RECORD EXCERPTS:
>>>
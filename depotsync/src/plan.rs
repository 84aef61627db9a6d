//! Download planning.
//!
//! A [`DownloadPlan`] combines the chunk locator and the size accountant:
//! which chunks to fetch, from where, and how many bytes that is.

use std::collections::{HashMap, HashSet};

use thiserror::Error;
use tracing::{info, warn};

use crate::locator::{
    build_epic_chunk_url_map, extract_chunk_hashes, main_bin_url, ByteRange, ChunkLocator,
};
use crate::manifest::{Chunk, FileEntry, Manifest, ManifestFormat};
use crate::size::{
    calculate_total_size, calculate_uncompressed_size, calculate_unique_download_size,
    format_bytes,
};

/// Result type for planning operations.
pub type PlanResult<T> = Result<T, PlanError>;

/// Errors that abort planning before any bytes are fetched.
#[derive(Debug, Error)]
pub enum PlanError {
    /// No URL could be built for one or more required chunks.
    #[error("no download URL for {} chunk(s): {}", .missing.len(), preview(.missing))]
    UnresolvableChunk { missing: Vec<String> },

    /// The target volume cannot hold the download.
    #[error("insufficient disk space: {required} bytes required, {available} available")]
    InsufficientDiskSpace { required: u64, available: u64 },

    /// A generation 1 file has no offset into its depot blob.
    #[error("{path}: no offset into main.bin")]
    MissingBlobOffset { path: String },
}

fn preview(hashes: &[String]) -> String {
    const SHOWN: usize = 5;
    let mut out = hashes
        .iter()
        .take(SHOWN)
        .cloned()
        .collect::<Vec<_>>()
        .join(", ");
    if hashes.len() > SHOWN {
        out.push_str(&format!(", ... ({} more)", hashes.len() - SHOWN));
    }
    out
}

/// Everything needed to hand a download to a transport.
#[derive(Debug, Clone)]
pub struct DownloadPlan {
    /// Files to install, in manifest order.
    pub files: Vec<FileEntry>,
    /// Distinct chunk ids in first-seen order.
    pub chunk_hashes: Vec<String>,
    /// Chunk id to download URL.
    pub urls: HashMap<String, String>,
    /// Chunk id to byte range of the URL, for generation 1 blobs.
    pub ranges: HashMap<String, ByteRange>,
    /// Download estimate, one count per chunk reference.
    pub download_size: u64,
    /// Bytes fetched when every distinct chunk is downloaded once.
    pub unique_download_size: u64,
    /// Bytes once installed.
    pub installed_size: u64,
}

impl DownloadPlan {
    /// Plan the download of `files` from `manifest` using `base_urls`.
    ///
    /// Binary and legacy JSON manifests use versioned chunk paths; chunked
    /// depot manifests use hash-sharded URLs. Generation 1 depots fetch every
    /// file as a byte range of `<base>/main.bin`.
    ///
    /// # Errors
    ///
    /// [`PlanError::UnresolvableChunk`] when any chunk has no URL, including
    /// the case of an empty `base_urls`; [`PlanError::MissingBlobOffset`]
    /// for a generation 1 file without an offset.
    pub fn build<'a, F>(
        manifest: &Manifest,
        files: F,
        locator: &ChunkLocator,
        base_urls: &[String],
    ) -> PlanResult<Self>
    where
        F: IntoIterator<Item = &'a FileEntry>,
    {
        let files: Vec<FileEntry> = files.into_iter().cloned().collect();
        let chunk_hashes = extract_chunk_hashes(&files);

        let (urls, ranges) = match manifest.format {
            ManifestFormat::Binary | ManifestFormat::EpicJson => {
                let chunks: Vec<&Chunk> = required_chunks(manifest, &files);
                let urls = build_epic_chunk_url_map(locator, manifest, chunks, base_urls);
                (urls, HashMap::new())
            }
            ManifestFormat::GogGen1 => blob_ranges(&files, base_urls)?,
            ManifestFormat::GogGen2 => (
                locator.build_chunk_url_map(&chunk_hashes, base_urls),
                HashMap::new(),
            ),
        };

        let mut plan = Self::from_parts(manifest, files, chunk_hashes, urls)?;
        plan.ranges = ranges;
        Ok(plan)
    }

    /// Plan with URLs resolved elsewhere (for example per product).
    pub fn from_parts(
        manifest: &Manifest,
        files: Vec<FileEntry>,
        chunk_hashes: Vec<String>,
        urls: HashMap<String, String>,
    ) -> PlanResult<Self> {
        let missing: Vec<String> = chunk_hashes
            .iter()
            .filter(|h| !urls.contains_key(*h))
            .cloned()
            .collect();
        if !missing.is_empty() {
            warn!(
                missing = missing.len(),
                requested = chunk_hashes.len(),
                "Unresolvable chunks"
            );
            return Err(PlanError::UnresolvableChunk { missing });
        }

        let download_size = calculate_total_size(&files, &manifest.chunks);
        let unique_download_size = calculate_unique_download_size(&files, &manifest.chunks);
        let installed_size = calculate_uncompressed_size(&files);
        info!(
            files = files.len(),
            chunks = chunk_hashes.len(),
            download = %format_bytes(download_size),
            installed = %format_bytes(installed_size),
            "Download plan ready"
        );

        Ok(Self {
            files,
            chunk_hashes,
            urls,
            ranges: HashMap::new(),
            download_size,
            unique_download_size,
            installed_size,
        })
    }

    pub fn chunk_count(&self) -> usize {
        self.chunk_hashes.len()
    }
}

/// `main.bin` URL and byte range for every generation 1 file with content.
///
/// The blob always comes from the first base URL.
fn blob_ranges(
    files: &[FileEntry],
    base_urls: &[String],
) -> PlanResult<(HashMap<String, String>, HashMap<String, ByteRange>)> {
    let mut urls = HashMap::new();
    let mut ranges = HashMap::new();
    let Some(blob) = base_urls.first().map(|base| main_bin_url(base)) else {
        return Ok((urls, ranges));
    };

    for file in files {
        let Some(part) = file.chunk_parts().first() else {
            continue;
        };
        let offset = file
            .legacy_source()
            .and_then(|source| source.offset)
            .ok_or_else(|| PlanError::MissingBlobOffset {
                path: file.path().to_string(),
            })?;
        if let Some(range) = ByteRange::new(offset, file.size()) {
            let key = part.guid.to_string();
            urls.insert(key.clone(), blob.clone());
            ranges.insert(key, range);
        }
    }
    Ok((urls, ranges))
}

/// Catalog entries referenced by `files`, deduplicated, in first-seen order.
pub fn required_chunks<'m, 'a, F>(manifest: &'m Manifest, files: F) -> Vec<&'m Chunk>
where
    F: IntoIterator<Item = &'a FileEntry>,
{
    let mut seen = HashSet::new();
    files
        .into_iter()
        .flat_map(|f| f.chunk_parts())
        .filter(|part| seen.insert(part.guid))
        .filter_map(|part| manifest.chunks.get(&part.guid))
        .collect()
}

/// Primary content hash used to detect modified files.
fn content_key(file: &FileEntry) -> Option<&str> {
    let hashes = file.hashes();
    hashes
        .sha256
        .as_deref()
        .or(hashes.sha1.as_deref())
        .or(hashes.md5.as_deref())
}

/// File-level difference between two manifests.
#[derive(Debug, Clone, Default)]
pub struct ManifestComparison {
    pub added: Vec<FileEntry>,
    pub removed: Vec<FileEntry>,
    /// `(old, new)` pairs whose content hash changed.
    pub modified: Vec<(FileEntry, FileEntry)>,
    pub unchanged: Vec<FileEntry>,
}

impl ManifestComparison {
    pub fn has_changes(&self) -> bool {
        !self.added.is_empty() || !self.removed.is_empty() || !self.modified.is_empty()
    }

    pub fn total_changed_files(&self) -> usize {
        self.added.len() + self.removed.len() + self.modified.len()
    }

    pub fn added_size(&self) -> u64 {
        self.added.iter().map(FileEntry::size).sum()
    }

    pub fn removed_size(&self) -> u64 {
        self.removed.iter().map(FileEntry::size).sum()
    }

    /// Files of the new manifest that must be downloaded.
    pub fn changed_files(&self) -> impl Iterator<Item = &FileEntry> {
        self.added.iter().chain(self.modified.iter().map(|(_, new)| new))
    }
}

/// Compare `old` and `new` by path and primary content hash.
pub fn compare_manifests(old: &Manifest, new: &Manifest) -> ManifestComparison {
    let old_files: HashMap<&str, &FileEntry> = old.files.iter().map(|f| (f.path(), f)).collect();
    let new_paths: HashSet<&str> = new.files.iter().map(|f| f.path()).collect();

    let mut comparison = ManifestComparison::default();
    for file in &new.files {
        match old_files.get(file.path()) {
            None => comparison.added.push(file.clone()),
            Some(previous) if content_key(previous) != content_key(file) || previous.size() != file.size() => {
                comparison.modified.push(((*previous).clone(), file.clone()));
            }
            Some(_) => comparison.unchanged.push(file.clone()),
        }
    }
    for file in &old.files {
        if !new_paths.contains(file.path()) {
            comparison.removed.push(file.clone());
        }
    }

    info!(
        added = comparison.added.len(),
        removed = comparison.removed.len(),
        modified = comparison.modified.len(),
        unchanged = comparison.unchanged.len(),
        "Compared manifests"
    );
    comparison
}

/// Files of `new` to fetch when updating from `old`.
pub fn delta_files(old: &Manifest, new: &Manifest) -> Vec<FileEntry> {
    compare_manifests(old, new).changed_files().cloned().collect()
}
<<<
TASK TO CARRY OUT:
Beginning at the line with "generation 1 blobs." and stopping after the line with "let chunk_hashes = extract_chunk_hashes(&files);", please write out every line of the data above exactly and nothing else.

ANSWER BELOW:
    /// Chunk id to byte range of the URL, for generation 1 blobs.
    pub ranges: HashMap<String, ByteRange>,
    /// Download estimate, one count per chunk reference.
    pub download_size: u64,
    /// Bytes fetched when every distinct chunk is downloaded once.
    pub unique_download_size: u64,
    /// Bytes once installed.
    pub installed_size: u64,
}

impl DownloadPlan {
    /// Plan the download of `files` from `manifest` using `base_urls`.
    ///
    /// Binary and legacy JSON manifests use versioned chunk paths; chunked
    /// depot manifests use hash-sharded URLs. Generation 1 depots fetch every
    /// file as a byte range of `<base>/main.bin`.
    ///
    /// # Errors
    ///
    /// [`PlanError::UnresolvableChunk`] when any chunk has no URL, including
    /// the case of an empty `base_urls`; [`PlanError::MissingBlobOffset`]
    /// for a generation 1 file without an offset.
    pub fn build<'a, F>(
        manifest: &Manifest,
        files: F,
        locator: &ChunkLocator,
        base_urls: &[String],
    ) -> PlanResult<Self>
    where
        F: IntoIterator<Item = &'a FileEntry>,
    {
        let files: Vec<FileEntry> = files.into_iter().cloned().collect();
        let chunk_hashes = extract_chunk_hashes(&files);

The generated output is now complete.